Disassembly of actin filaments leads to increased rate and frequency of mitochondrial movement along microtubules.

In activated sea urchin coelomocytes, cytoplasmic organelles move along distinct actin and microtubule dependent pathways, actin-based motility is driven by an unconventional myosin, and microtubule disassembly does not effect actin-dependent organelle motility [D'Andrea et al., 1994: J. Cell Sci. 107:2081-2094]. Given the growing evidence for potential interactions between components of the actin and microtubule cytoskeletons, we examined the effect of actin filament disassembly on the movement of mitochondria along microtubules in activated coelomocytes. Coelomocytes treated with cytochalasin B (CB), to disrupt actin filaments, exhibited a thinning of the cytoplasm, enhanced lateral undulation of microtubules, and ceased centripetal cortical flow of actin. Interestingly, the loss of actin filaments resulted in a approximately 1.5-fold increase in the average velocity of outward and inward moving mitochondria and increased the frequency of centripetal movement.

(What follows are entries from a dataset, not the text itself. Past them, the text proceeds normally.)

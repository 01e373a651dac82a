//! UDP transport over tokio sockets.

use crate::error::{KnxError, Result};
use crate::net::transport::{FrameReceiver, FrameSender, Transport};
use crate::net::Endpoint;
use std::net::SocketAddr;
use tokio::net::UdpSocket;

/// Opens tokio UDP sockets.
#[derive(Debug, Clone, Copy, Default)]
pub struct UdpTransport;

/// A bound UDP socket.
#[derive(Debug)]
pub struct UdpLink {
    socket: UdpSocket,
}

impl UdpLink {
    /// Address the socket is bound to
    pub fn local_endpoint(&self) -> Result<Endpoint> {
        let addr = self.socket.local_addr().map_err(|e| {
            knx_log!(warn, "local_addr failed: {e}");
            KnxError::invalid_endpoint()
        })?;
        Endpoint::try_from(addr)
    }
}

impl Transport for UdpTransport {
    type Socket = UdpLink;

    async fn open(&self, local: Endpoint) -> Result<UdpLink> {
        match UdpSocket::bind(SocketAddr::from(local)).await {
            Ok(socket) => {
                knx_log!(debug, "bound UDP socket on {local}");
                Ok(UdpLink { socket })
            }
            Err(e) => {
                knx_log!(error, "cannot bind UDP socket on {local}: {e}");
                Err(KnxError::transport_open_failed())
            }
        }
    }
}

impl FrameSender for UdpLink {
    async fn send_to(&self, data: &[u8], dest: Endpoint) -> Result<()> {
        match self.socket.send_to(data, SocketAddr::from(dest)).await {
            Ok(_) => Ok(()),
            Err(e) => {
                knx_log!(warn, "send of {} bytes to {dest} failed: {e}", data.len());
                Err(KnxError::send_failed())
            }
        }
    }
}

impl FrameReceiver for UdpLink {
    async fn recv_from(&self, buf: &mut [u8]) -> Result<(usize, Endpoint)> {
        let (len, from) = self.socket.recv_from(buf).await.map_err(|e| {
            knx_log!(warn, "receive failed: {e}");
            KnxError::receive_failed()
        })?;
        Ok((len, Endpoint::try_from(from)?))
    }
}

#[cfg(test)]
mod tests {
    use super::*;

    #[tokio::test]
    async fn test_loopback_roundtrip() {
        let a = UdpTransport.open(Endpoint::new([127, 0, 0, 1], 0)).await.unwrap();
        let b = UdpTransport.open(Endpoint::new([127, 0, 0, 1], 0)).await.unwrap();
        let b_addr = b.local_endpoint().unwrap();

        a.send_to(&[0x06, 0x10, 0x04, 0x21], b_addr).await.unwrap();

        let mut buf = [0u8; 16];
        let (len, from) = b.recv_from(&mut buf).await.unwrap();
        assert_eq!(&buf[..len], &[0x06, 0x10, 0x04, 0x21]);
        assert_eq!(from, a.local_endpoint().unwrap());
    }
}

To test if enhanced motility along microtubules was a consequence of decreased actin-myosin interaction, coelomocytes were treated with 2,3-butanedione monoxime (BDM), a potent inhibitor of myosin activity [Cramer and Mitchison, 1995: J. Cell Biol. 131:179-189]. BDM inhibited all types of actin-based motility observed in these cells including retrograde cortical flow, protrusion and retraction of the cell edge, and movement of intracellular organelles. Surprisingly, BDM treatment stopped the movement of mitochondria in CB-exposed cells, suggesting that BDM can also act as an inhibitor of organelle movement along microtubules. Collectively, these data demonstrated that microtubule-dependent mitochondrial motility and microtubule movement were sensitive to changes in the assembly state of the actin cytoskeleton.